[Collected data entries]
********

//! Time as the reactor and state machine see it: millisecond wall-clock
//! stamps handed down on every tick, and the pending-timeout set.
use std::time::{SystemTime, UNIX_EPOCH};

/// A wall-clock moment, milliseconds since the epoch.
///
/// The reactor stamps every tick with one of these; the state machine only
/// ever compares stamps it was handed, so a clock step shows up as one long
/// or short interval rather than a panic.
#[derive(Debug, PartialEq, Eq, Clone, Copy, Ord, PartialOrd, Default)]
pub struct LocalTime {
    millis: u64,
}

impl LocalTime {
    /// The current system time.
    pub fn now() -> Self {
        SystemTime::now().into()
    }

    /// Construct a local time from whole seconds since the epoch.
    pub const fn from_secs(secs: u64) -> Self {
        Self {
            millis: secs * 1000,
        }
    }

    /// Whole seconds since the epoch.
    pub const fn as_secs(&self) -> u64 {
        self.millis / 1000
    }

    /// Absolute difference between two times.
    pub fn diff(&self, other: LocalTime) -> LocalDuration {
        LocalDuration {
            millis: self.millis.abs_diff(other.millis),
        }
    }
}

impl std::fmt::Display for LocalTime {
    fn fmt(&self, f: &mut std::fmt::Formatter<'_>) -> std::fmt::Result {
        write!(f, "{}", self.as_secs())
    }
}

impl From<SystemTime> for LocalTime {
    fn from(system: SystemTime) -> Self {
        let millis = system
            .duration_since(UNIX_EPOCH)
            .expect("system clock before epoch")
            .as_millis() as u64;

        Self { millis }
    }
}

/// Time elapsed since an earlier stamp. Saturates at zero if the clock
/// stepped backwards between the two.
impl std::ops::Sub<LocalTime> for LocalTime {
    type Output = LocalDuration;

    fn sub(self, earlier: LocalTime) -> LocalDuration {
        LocalDuration {
            millis: self.millis.saturating_sub(earlier.millis),
        }
    }
}

impl std::ops::Add<LocalDuration> for LocalTime {
    type Output = LocalTime;

    fn add(self, duration: LocalDuration) -> LocalTime {
        LocalTime {
            millis: self.millis + duration.millis,
        }
    }
}

/// A span of local time, milliseconds.
#[derive(Debug, Copy, Clone, PartialOrd, Ord, PartialEq, Eq, Default)]
pub struct LocalDuration {
    millis: u64,
}

impl LocalDuration {
    /// A duration of whole seconds.
    pub const fn from_secs(secs: u64) -> Self {
        Self {
            millis: secs * 1000,
        }
    }

    /// A duration of whole minutes.
    pub const fn from_mins(mins: u64) -> Self {
        Self::from_secs(mins * 60)
    }

    /// A duration of milliseconds.
    pub const fn from_millis(millis: u64) -> Self {
        Self { millis }
    }

    /// Whole seconds in this duration.
    pub const fn as_secs(&self) -> u64 {
        self.millis / 1000
    }

    /// Milliseconds in this duration.
    pub const fn as_millis(&self) -> u64 {
        self.millis
    }

    /// Bound the duration between two limits.
    pub fn clamp(self, min: LocalDuration, max: LocalDuration) -> LocalDuration {
        if self < min {
            min
        } else if self > max {
            max
        } else {
            self
        }
    }
}

impl std::fmt::Display for LocalDuration {
    fn fmt(&self, f: &mut std::fmt::Formatter<'_>) -> std::fmt::Result {
        if self.millis < 1000 {
            write!(f, "{} millisecond(s)", self.millis)
        } else if self.as_secs() < 60 {
            write!(f, "{} second(s)", self.as_secs())
        } else {
            write!(f, "{} minute(s)", self.as_secs() / 60)
        }
    }
}

impl From<LocalDuration> for std::time::Duration {
    fn from(duration: LocalDuration) -> Self {
        std::time::Duration::from_millis(duration.millis)
    }
}

/// The reactor's pending wakeups.
///
/// The state machine asks for wakeups with [`crate::net::Io::SetTimer`]; the
/// reactor doesn't care *which* deadline fired, only that one did, so this
/// stores bare deadlines and coalesces those that land close together.
pub struct Timeouts {
    /// Pending deadlines, soonest last.
    deadlines: Vec<LocalTime>,
    /// Two deadlines closer than this collapse into one.
    threshold: LocalDuration,
}

impl Timeouts {
    pub fn new(threshold: LocalDuration) -> Self {
        Self {
            deadlines: Vec::new(),
            threshold,
        }
    }

    /// Number of pending deadlines.
    pub fn len(&self) -> usize {
        self.deadlines.len()
    }

    pub fn is_empty(&self) -> bool {
        self.deadlines.is_empty()
    }

    /// Register a wakeup. Returns `false` if an existing deadline already
    /// covers this one.
    pub fn register(&mut self, deadline: LocalTime) -> bool {
        if self
            .deadlines
            .iter()
            .any(|existing| existing.diff(deadline) < self.threshold)
        {
            return false;
        }

        self.deadlines.push(deadline);
        self.deadlines.sort_unstable_by(|a, b| b.cmp(a));

        true
    }

    /// Drop every deadline at or before `now`; returns how many fired.
    pub fn wake(&mut self, now: LocalTime) -> usize {
        let mut fired = 0;

        while let Some(deadline) = self.deadlines.last() {
            if *deadline > now {
                break;
            }
            self.deadlines.pop();
            fired += 1;
        }

        fired
    }
}

#[cfg(test)]
mod tests {
    use super::*;

    #[test]
    fn only_due_deadlines_fire() {
        let mut timeouts = Timeouts::new(LocalDuration::from_millis(0));
        let start = LocalTime::from_secs(100);

        timeouts.register(start + LocalDuration::from_secs(1));
        timeouts.register(start + LocalDuration::from_secs(3));

        assert_eq!(timeouts.wake(start + LocalDuration::from_secs(2)), 1);
        assert_eq!(timeouts.len(), 1);
    }

    #[test]
    fn close_deadlines_are_coalesced() {
        let mut timeouts = Timeouts::new(LocalDuration::from_secs(1));
        let start = LocalTime::from_secs(100);

        assert!(timeouts.register(start + LocalDuration::from_secs(10)));
        assert!(!timeouts.register(start + LocalDuration::from_millis(10_500)));
        assert_eq!(timeouts.len(), 1);
    }

    #[test]
    fn backwards_clock_saturates_to_zero() {
        let earlier = LocalTime::from_secs(100);
        let later = LocalTime::from_secs(200);

        assert_eq!(earlier - later, LocalDuration::from_secs(0));
        assert_eq!(later.diff(earlier), LocalDuration::from_secs(100));
    }
}
#[cfg(test)]
mod tests {
    use super::*;
    use bitcoin::block::Version;
    use bitcoin::hashes::Hash;
    use bitcoin::secp256k1::{rand::thread_rng, SecretKey};
    use bitcoin::hash_types::TxMerkleNode;
    use bitcoin::CompactTarget;
    use sqk_types::network::Network;

    fn gen_header(height: u32) -> BlockHeader {
        BlockHeader {
            version: Version::from_consensus(4),
            prev_blockhash: bitcoin::BlockHash::all_zeros(),
            merkle_root: TxMerkleNode::all_zeros(),
            time: 1_600_000_000 + height,
            bits: CompactTarget::from_consensus(0x207fffff),
            nonce: 0,
        }
    }

    fn gen_squeak(
        signing_key: &SecretKey,
        content: &str,
        height: u32,
        reply_to: Option<SqueakHash>,
    ) -> (Squeak, BlockHeader) {
        let header = gen_header(height);
        let squeak = Squeak::make(
            signing_key,
            Network::Simnet,
            content,
            height,
            header.block_hash(),
            reply_to,
            1_600_000_000 + height,
        )
        .unwrap()
        .0;

        (squeak, header)
    }

    #[tokio::test]
    async fn duplicate_insert_returns_none() {
        let store = MemoryStore::new();
        let key = SecretKey::new(&mut thread_rng());
        let (squeak, header) = gen_squeak(&key, "only once", 1, None);

        let hash = store.insert_squeak(&squeak, &header).await.unwrap();
        assert_eq!(hash, Some(squeak.hash()));

        let again = store.insert_squeak(&squeak, &header).await.unwrap();
        assert_eq!(again, None);

        let retrieved = store.get_squeak(&squeak.hash()).await.unwrap().unwrap();
        assert_eq!(retrieved, squeak);
    }

    #[tokio::test]
    async fn liked_then_unliked() {
        let store = MemoryStore::new();
        let key = SecretKey::new(&mut thread_rng());
        let (squeak, header) = gen_squeak(&key, "likeable", 1, None);
        let hash = store.insert_squeak(&squeak, &header).await.unwrap().unwrap();

        store.set_squeak_liked(&hash, 1234).await.unwrap();
        let entry = store.get_squeak_entry(&hash).await.unwrap().unwrap();
        assert_eq!(entry.liked_time_ms, Some(1234));
        assert_eq!(store.get_liked_entries(200).await.unwrap().len(), 1);

        store.set_squeak_unliked(&hash).await.unwrap();
        let entry = store.get_squeak_entry(&hash).await.unwrap().unwrap();
        assert_eq!(entry.liked_time_ms, None);
        assert!(store.get_liked_entries(200).await.unwrap().is_empty());
    }

    #[tokio::test]
    async fn timeline_is_gated_by_following() {
        let store = MemoryStore::new();
        let key = SecretKey::new(&mut thread_rng());

        let mut author = None;
        for height in 0..100 {
            let (squeak, header) = gen_squeak(&key, &format!("squeak {height}"), height, None);
            author = Some(squeak.author_address.clone());
            store.insert_squeak(&squeak, &header).await.unwrap();
        }

        let mut profile = Profile::new_contact("author", author.unwrap());
        profile.following = true;
        let profile_id = store.insert_profile(&profile).await.unwrap();

        let timeline = store.get_timeline_entries(2).await.unwrap();
        assert_eq!(timeline.len(), 2);
        assert_eq!(timeline[0].block_height, 99);
        assert_eq!(timeline[0].author_name.as_deref(), Some("author"));

        store.set_profile_following(profile_id, false).await.unwrap();
        assert!(store.get_timeline_entries(2).await.unwrap().is_empty());
    }

    #[tokio::test]
    async fn thread_traversal() {
        let store = MemoryStore::new();
        let key = SecretKey::new(&mut thread_rng());

        let (root, root_header) = gen_squeak(&key, "root", 1, None);
        let (reply, reply_header) = gen_squeak(&key, "reply", 2, Some(root.hash()));

        store.insert_squeak(&root, &root_header).await.unwrap();
        store.insert_squeak(&reply, &reply_header).await.unwrap();

        let ancestors = store
            .get_thread_ancestor_entries(&reply.hash())
            .await
            .unwrap();
        assert_eq!(ancestors.len(), 2);
        assert_eq!(ancestors[0].squeak_hash, root.hash());
        assert_eq!(ancestors[1].squeak_hash, reply.hash());

        let replies = store.get_thread_reply_entries(&root.hash()).await.unwrap();
        assert_eq!(replies.len(), 1);
        assert_eq!(replies[0].squeak_hash, reply.hash());

        let missing = SqueakHash::from_byte_array([0xaa; 32]);
        assert!(store
            .get_thread_ancestor_entries(&missing)
            .await
            .unwrap()
            .is_empty());
    }

    #[tokio::test]
    async fn text_search_sees_only_unlocked_content() {
        let store = MemoryStore::new();
        let key = SecretKey::new(&mut thread_rng());
        let (squeak, header) = gen_squeak(&key, "hello world", 1, None);

        store.insert_squeak(&squeak, &header).await.unwrap();

        let hits = store
            .get_squeak_entries_for_text_search("hello", 10, None)
            .await
            .unwrap();
        assert_eq!(hits.len(), 1);
        assert_eq!(hits[0].content.as_deref(), Some("hello world"));

        let misses = store
            .get_squeak_entries_for_text_search("goodbye", 10, None)
            .await
            .unwrap();
        assert!(misses.is_empty());
    }

    #[tokio::test]
    async fn locked_squeak_becomes_searchable_after_unlock() {
        let store = MemoryStore::new();
        let key = SecretKey::new(&mut thread_rng());
        let (squeak, header) = gen_squeak(&key, "buried treasure", 1, None);
        let secret = squeak.decryption_key.unwrap();

        let locked = squeak.without_decryption_key();
        store.insert_squeak(&locked, &header).await.unwrap();

        assert!(store
            .get_squeak_entries_for_text_search("treasure", 10, None)
            .await
            .unwrap()
            .is_empty());

        store
            .set_decryption_key(&locked.hash(), secret, "buried treasure")
            .await
            .unwrap();

        let hits = store
            .get_squeak_entries_for_text_search("treasure", 10, None)
            .await
            .unwrap();
        assert_eq!(hits.len(), 1);
        assert!(hits[0].is_unlocked);
    }

    #[tokio::test]
    async fn received_offer_is_unique_per_squeak_and_peer() {
        let store = MemoryStore::new();
        let hash = SqueakHash::from_byte_array([1u8; 32]);
        let peer = PeerAddress::new(Network::Simnet, "127.0.0.1", 18666);

        let offer = ReceivedOffer {
            offer: sqk_types::Offer {
                squeak_hash: hash,
                price_msat: 1000,
                payment_request: "lnsb1...".into(),
                host: "h".into(),
                port: 9735,
                node_pubkey: "02aa".into(),
                expiry: 3600,
                invoice_timestamp: 100,
            },
            peer_address: peer.clone(),
            payment_hash: [2u8; 32],
            decoded_at: 100,
        };

        store.save_received_offer(&offer).await.unwrap();
        store.save_received_offer(&offer).await.unwrap();

        assert_eq!(store.get_received_offers(&hash).await.unwrap().len(), 1);
        assert!(store
            .get_received_offer(&hash, &peer)
            .await
            .unwrap()
            .is_some());

        let removed = store.delete_expired_received_offers(10_000).await.unwrap();
        assert_eq!(removed, 1);
    }

    #[tokio::test]
    async fn duplicate_profile_name_is_rejected() {
        let store = MemoryStore::new();

        store
            .insert_profile(&Profile::new_contact("carol", "addr1"))
            .await
            .unwrap();
        let dup = store
            .insert_profile(&Profile::new_contact("carol", "addr2"))
            .await;

        assert!(matches!(dup, Err(StorageError::ProfileNameExists(_))));
    }

    #[tokio::test]
    async fn payment_summary_counts_only_settled_sent() {
        let store = MemoryStore::new();
        let peer = PeerAddress::new(Network::Simnet, "127.0.0.1", 18666);
        let hash = SqueakHash::from_byte_array([3u8; 32]);

        let settled = SentPayment {
            payment_hash: [1u8; 32],
            preimage: Some([9u8; 32]),
            amount_msat: 1_000,
            peer_address: peer.clone(),
            squeak_hash: hash,
            time_ms: 1,
            settled: true,
            failure_reason: None,
        };
        let failed = SentPayment {
            payment_hash: [2u8; 32],
            preimage: None,
            amount_msat: 2_000,
            settled: false,
            failure_reason: Some(sqk_types::PaymentFailureReason::SendFailed),
            ..settled.clone()
        };

        store.save_sent_payment(&settled).await.unwrap();
        store.save_sent_payment(&failed).await.unwrap();
        store
            .save_received_payment(&ReceivedPayment {
                payment_hash: [4u8; 32],
                squeak_hash: hash,
                amount_msat: 500,
                time_ms: 2,
            })
            .await
            .unwrap();

        let summary = store.get_payment_summary().await.unwrap();
        assert_eq!(summary.num_sent_payments, 1);
        assert_eq!(summary.msat_spent, 1_000);
        assert_eq!(summary.num_received_payments, 1);
        assert_eq!(summary.msat_earned, 500);

        assert!(store
            .get_settled_sent_payment(&[1u8; 32])
            .await
            .unwrap()
            .is_some());
        assert!(store
            .get_settled_sent_payment(&[2u8; 32])
            .await
            .unwrap()
            .is_none());
    }
}
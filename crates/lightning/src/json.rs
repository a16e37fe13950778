//! Plain data returned by the Lightning backend.

/// Identity and chain state of the backing node.
#[derive(Debug, Clone, PartialEq, Eq, serde::Serialize, serde::Deserialize)]
pub struct NodeInfo {
    /// Hex-encoded identity pubkey.
    pub identity_pubkey: String,
    pub alias: String,
    pub block_height: u32,
    /// Hex-encoded hash of the best block.
    pub block_hash: String,
    pub synced_to_chain: bool,
}

/// A settled outgoing payment.
#[derive(Debug, Clone, PartialEq, Eq)]
pub struct PaymentResult {
    /// Preimage revealed by the settled payment.
    pub preimage: [u8; 32],
    /// Amount paid, excluding fees.
    pub amount_msat: u64,
    pub fee_msat: u64,
}

/// A decoded BOLT-11 payment request.
#[derive(Debug, Clone, PartialEq, Eq)]
pub struct DecodedPaymentRequest {
    pub payment_hash: [u8; 32],
    pub amount_msat: u64,
    /// Hex-encoded destination pubkey.
    pub node_pubkey: String,
    /// Seconds after `timestamp` until the invoice expires.
    pub expiry: u32,
    /// Invoice creation time, unix seconds.
    pub timestamp: u64,
}

/// An invoice created by [`crate::LightningClient::add_invoice`].
#[derive(Debug, Clone, PartialEq, Eq)]
pub struct AddedInvoice {
    pub payment_request: String,
    pub payment_hash: [u8; 32],
    pub add_index: u64,
}

/// A settled incoming invoice.
#[derive(Debug, Clone, PartialEq, Eq)]
pub struct SettledInvoice {
    pub payment_hash: [u8; 32],
    pub preimage: Option<[u8; 32]>,
    pub amount_msat: u64,
    pub settle_index: u64,
    /// Settle time, unix seconds.
    pub settled_at: u64,
}

/// An open channel of the backing node.
#[derive(Debug, Clone, PartialEq, Eq, serde::Serialize, serde::Deserialize)]
pub struct ChannelInfo {
    pub remote_pubkey: String,
    pub channel_point: String,
    pub capacity_sat: u64,
    pub local_balance_sat: u64,
    pub remote_balance_sat: u64,
    pub active: bool,
}
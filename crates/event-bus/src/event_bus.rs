use crate::{tid, Receiver};

use std::{
    any::{Any, TypeId},
    collections::HashMap,
};

use flume as channel;

pub type EventBusResult<T> = Result<T, Error>;

type InnerSender = channel::Sender<Box<dyn BusEvent>>;
type InnerReceiver = channel::Receiver<Box<dyn BusEvent>>;

/// Trait for events that can be sent through the event bus. Use the
/// [`event_bus_macros::Event`] derive macro to implement it.
///
/// Declares an `as_any` method that returns a reference to `dyn Any`, used to
/// downcast the event to its concrete type on the subscriber side.
pub trait BusEvent: Send {
    fn as_any(&self) -> &dyn Any;
}

/// Event bus routing typed messages between different parts of the
/// application. Built on [`flume`] channels, one channel per event type.
///
/// Use [`EventBus::extract`] to hand a service only the channels it needs.
///
/// # Examples
/// ```
/// use event_bus::{EventBus, BusEvent, Receiver, typeid};
/// use std::any::TypeId;
/// use event_bus_macros::Event;
///
/// #[derive(Clone, Event)]
/// struct MyEvent {
///    id: u32,
/// }
///
/// # tokio_test::block_on(async {
/// let mut full_event_bus = EventBus::default();
///
/// // Registering channel for MyEvent event.
/// full_event_bus.register::<MyEvent>(None);
///
/// // Extracting the MyEvent sender and receiver sides.
/// let event_bus = full_event_bus.extract(&typeid![MyEvent], &typeid![MyEvent]).unwrap();
///
/// event_bus.send(MyEvent { id: 1 }).await;
///
/// let receiver: Receiver<MyEvent> = event_bus.subscribe();
/// let event = receiver.recv().await.unwrap();
/// # });
/// ```
#[derive(Clone, Default, Debug)]
pub struct EventBus {
    /// Map of event type id to channel sender.
    txs: HashMap<TypeId, InnerSender>,

    /// Map of event type id to channel receiver.
    rxs: HashMap<TypeId, InnerReceiver>,
}

impl EventBus {
    /// Register a channel for the specified event type. Unbounded unless a
    /// channel size is given. Returns `true` if the channel already existed.
    pub fn register<E: BusEvent + Clone + 'static>(&mut self, channel_size: Option<usize>) -> bool {
        if self.txs.contains_key(&tid::<E>()) {
            return true;
        }

        let (tx, rx) = match channel_size {
            Some(size) => channel::bounded::<Box<dyn BusEvent>>(size),
            None => channel::unbounded::<Box<dyn BusEvent>>(),
        };

        self.txs.insert(tid::<E>(), tx);
        self.rxs.insert(tid::<E>(), rx);

        false
    }

    /// Extract a subset of channels from an existing event bus. Fails with
    /// [`Error::ChannelForTypeIdDoesntExist`] if any requested channel is
    /// missing.
    ///
    /// Use the [`typeid`](`crate::typeid`) macro for the type id lists.
    pub fn extract(&self, tx_ids: &[TypeId], rx_ids: &[TypeId]) -> EventBusResult<Self> {
        Ok(Self {
            txs: subset::<InnerSender>(&self.txs, tx_ids)?,
            rxs: subset::<InnerReceiver>(&self.rxs, rx_ids)?,
        })
    }

    /// Subscribe to the channel for the specified event type.
    ///
    /// Panics if the channel doesn't exist; use [`EventBus::try_subscribe`]
    /// to avoid the panic.
    pub fn subscribe<E: BusEvent + Clone + 'static>(&self) -> Receiver<E> {
        self.try_subscribe()
            .expect("channel for event must be present")
    }

    /// Subscribe to the channel for the specified event type, failing with
    /// [`Error::ChannelForTypeIdDoesntExist`] if it was never registered.
    pub fn try_subscribe<E: BusEvent + Clone + 'static>(&self) -> EventBusResult<Receiver<E>> {
        let rx = self
            .rxs
            .get(&tid::<E>())
            .ok_or(Error::ChannelForTypeIdDoesntExist)?
            .clone();

        Ok(Receiver::new(rx))
    }

    /// Send an event to its channel.
    ///
    /// Panics if the channel was never registered; use [`EventBus::try_send`]
    /// to avoid the panic. If the channel is bounded and full, waits until
    /// there is space.
    pub async fn send<E: BusEvent + 'static>(&self, event: E) {
        self.try_send(event)
            .await
            .expect("channel for event must be present");
    }

    /// Send an event to its channel, failing if the channel was never
    /// registered or the receiving side is gone.
    pub async fn try_send<E: BusEvent + 'static>(&self, event: E) -> EventBusResult<()> {
        let channel = self
            .txs
            .get(&tid::<E>())
            .ok_or(Error::ChannelForTypeIdDoesntExist)?;

        channel
            .send_async(Box::new(event))
            .await
            .map_err(Error::ChannelSend)?;

        Ok(())
    }
}

fn subset<Channel: Clone>(
    src: &HashMap<TypeId, Channel>,
    event_ids: &[TypeId],
) -> EventBusResult<HashMap<TypeId, Channel>> {
    let mut extracted_channels: HashMap<TypeId, Channel> = Default::default();

    for event_id in event_ids {
        extracted_channels.insert(
            *event_id,
            src.get(event_id)
                .ok_or(Error::ChannelForTypeIdDoesntExist)?
                .clone(),
        );
    }

    Ok(extracted_channels)
}

#[derive(Debug, thiserror::Error)]
pub enum Error {
    #[error("failed to send message to channel: {0}")]
    ChannelSend(channel::SendError<Box<dyn BusEvent>>),
    #[error("channel for event id doesn't exist")]
    ChannelForTypeIdDoesntExist,
}
use std::collections::HashMap;
use std::net::SocketAddr;
use std::sync::{Arc, Mutex};
use std::time::{Duration, SystemTime, UNIX_EPOCH};

use bitcoin::consensus::deserialize;
use event_bus::{typeid, EventBus};
use eyre::{eyre, Result, WrapErr};
use tokio_util::sync::CancellationToken;
use tracing::{debug, info, trace};

use lightning_client::LightningClient;
use sqk_p2p::client::handle::Handle as ClientHandle;
use sqk_storage::{OfferStorage, PaymentStorage, PeerStorage, ProfileStorage, SqueakStorage};
use sqk_types::network::Network;
use sqk_types::{
    BlockRange, ControllerMessage, ControllerP2PMessage, InterestFilter, Inventory, Offer,
    PaymentFailureReason, PeerAddress, PeerEvent, ReceivedOffer, ReceivedPayment, SentPayment,
    Squeak, SqueakBundle, SqueakEntry, SqueakHash,
};

use crate::hubs::NodeHubs;

/// Interval between expired-offer cleanups.
const OFFER_CLEANUP_INTERVAL: Duration = Duration::from_secs(60);

/// Interval between polls of the Lightning backend for settled invoices.
const PAYMENT_POLL_INTERVAL: Duration = Duration::from_secs(30);

/// Expiry of invoices backing our offers.
const INVOICE_EXPIRY_SECS: u32 = 3600;

/// Everything the controller needs from the persistence layer.
pub trait NodeStorage:
    SqueakStorage
    + OfferStorage
    + PaymentStorage
    + ProfileStorage
    + PeerStorage
    + Clone
    + Send
    + Sync
    + 'static
{
}

impl<T> NodeStorage for T where
    T: SqueakStorage
        + OfferStorage
        + PaymentStorage
        + PeerStorage
        + ProfileStorage
        + Clone
        + Send
        + Sync
        + 'static
{
}

/// Controller configuration.
#[derive(Debug, Clone)]
pub struct ControllerConfig {
    pub network: Network,
    /// Default price of a decryption key. `0` disables selling.
    pub price_msat: u64,
    /// Externally reachable host published in offers.
    pub external_host: String,
    /// Externally reachable port published in offers.
    pub external_port: u16,
    /// Number of recent blocks the node syncs and accepts squeaks for.
    pub block_range_window: u32,
}

/// Handles peer protocol semantics: inv reconciliation, serving squeaks,
/// selling and buying decryption keys, and subscription fan-out.
pub struct Controller<S, P2P, L> {
    store: S,
    lightning: Arc<L>,
    p2p_handle: P2P,
    event_bus: EventBus,
    hubs: NodeHubs,
    config: ControllerConfig,
    /// Interest filters registered by remote peers.
    peer_subscriptions: Arc<Mutex<HashMap<SocketAddr, Vec<InterestFilter>>>>,
}

impl<S, P2P, L> Clone for Controller<S, P2P, L>
where
    S: Clone,
    P2P: Clone,
{
    fn clone(&self) -> Self {
        Self {
            store: self.store.clone(),
            lightning: Arc::clone(&self.lightning),
            p2p_handle: self.p2p_handle.clone(),
            event_bus: self.event_bus.clone(),
            hubs: self.hubs.clone(),
            config: self.config.clone(),
            peer_subscriptions: Arc::clone(&self.peer_subscriptions),
        }
    }
}

fn now_secs() -> u64 {
    SystemTime::now()
        .duration_since(UNIX_EPOCH)
        .expect("system clock before epoch")
        .as_secs()
}

fn now_ms() -> u64 {
    SystemTime::now()
        .duration_since(UNIX_EPOCH)
        .expect("system clock before epoch")
        .as_millis() as u64
}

********

*Try it*: Only the lines above starting at the line that holds "store.set_squeak_unliked(&hash).await.unwrap();" and ending at the line that holds "let (root, root_header)" are to be repeated, exactly and in full.

*Solution*:
        store.set_squeak_unliked(&hash).await.unwrap();
        let entry = store.get_squeak_entry(&hash).await.unwrap().unwrap();
        assert_eq!(entry.liked_time_ms, None);
        assert!(store.get_liked_entries(200).await.unwrap().is_empty());
    }

    #[tokio::test]
    async fn timeline_is_gated_by_following() {
        let store = MemoryStore::new();
        let key = SecretKey::new(&mut thread_rng());

        let mut author = None;
        for height in 0..100 {
            let (squeak, header) = gen_squeak(&key, &format!("squeak {height}"), height, None);
            author = Some(squeak.author_address.clone());
            store.insert_squeak(&squeak, &header).await.unwrap();
        }

        let mut profile = Profile::new_contact("author", author.unwrap());
        profile.following = true;
        let profile_id = store.insert_profile(&profile).await.unwrap();

        let timeline = store.get_timeline_entries(2).await.unwrap();
        assert_eq!(timeline.len(), 2);
        assert_eq!(timeline[0].block_height, 99);
        assert_eq!(timeline[0].author_name.as_deref(), Some("author"));

        store.set_profile_following(profile_id, false).await.unwrap();
        assert!(store.get_timeline_entries(2).await.unwrap().is_empty());
    }

    #[tokio::test]
    async fn thread_traversal() {
        let store = MemoryStore::new();
        let key = SecretKey::new(&mut thread_rng());

        let (root, root_header) = gen_squeak(&key, "root", 1, None);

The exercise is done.